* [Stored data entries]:
Start of Block

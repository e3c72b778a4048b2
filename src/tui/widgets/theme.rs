//! Centralized theme and styling constants.

use ratatui::style::{Color, Modifier, Style};

/// Theme constants for consistent styling across components.
pub struct Theme;

impl Theme {
    // Bar surface and indicator
    pub const BAR: Color = Color::Rgb(0x1b, 0x1d, 0x1f);
    pub const PILL: Color = Color::Rgb(0x2c, 0x2f, 0x33);
    pub const BORDER: Color = Color::Rgb(0x2c, 0x2f, 0x33);

    // Option labels
    pub const ACTIVE: Style = Style::new()
        .fg(Color::Rgb(0xf6, 0xf7, 0xfb))
        .add_modifier(Modifier::BOLD);
    pub const INACTIVE: Style = Style::new().fg(Color::Rgb(0x8f, 0x93, 0x9b));

    // Panels
    pub const TITLE: Style = Style::new().fg(Color::Cyan).add_modifier(Modifier::BOLD);
    pub const DIM: Style = Style::new().fg(Color::DarkGray);
    pub const KEY: Style = Style::new().fg(Color::Cyan);
    pub const MODAL_BORDER: Color = Color::Yellow;

    /// Label style for an option row.
    #[must_use]
    pub const fn label(is_active: bool) -> Style {
        if is_active {
            Self::ACTIVE
        } else {
            Self::INACTIVE
        }
    }
}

End of Block

* [THE TASK]: Keeping every line exactly as it is, retype the entries shown above.

* [RESULT OF THE EXERCISE]:
repository e3c72b778a4048b2
filename src/tui/widgets/theme.rs
//! Centralized theme and styling constants.

use ratatui::style::{Color, Modifier, Style};

/// Theme constants for consistent styling across components.
pub struct Theme;

impl Theme {
    // Bar surface and indicator
    pub const BAR: Color = Color::Rgb(0x1b, 0x1d, 0x1f);
    pub const PILL: Color = Color::Rgb(0x2c, 0x2f, 0x33);
    pub const BORDER: Color = Color::Rgb(0x2c, 0x2f, 0x33);

    // Option labels
    pub const ACTIVE: Style = Style::new()
        .fg(Color::Rgb(0xf6, 0xf7, 0xfb))
        .add_modifier(Modifier::BOLD);
    pub const INACTIVE: Style = Style::new().fg(Color::Rgb(0x8f, 0x93, 0x9b));

    // Panels
    pub const TITLE: Style = Style::new().fg(Color::Cyan).add_modifier(Modifier::BOLD);
    pub const DIM: Style = Style::new().fg(Color::DarkGray);
    pub const KEY: Style = Style::new().fg(Color::Cyan);
    pub const MODAL_BORDER: Color = Color::Yellow;

    /// Label style for an option row.
    #[must_use]
    pub const fn label(is_active: bool) -> Style {
        if is_active {
            Self::ACTIVE
        } else {
            Self::INACTIVE
        }
    }
}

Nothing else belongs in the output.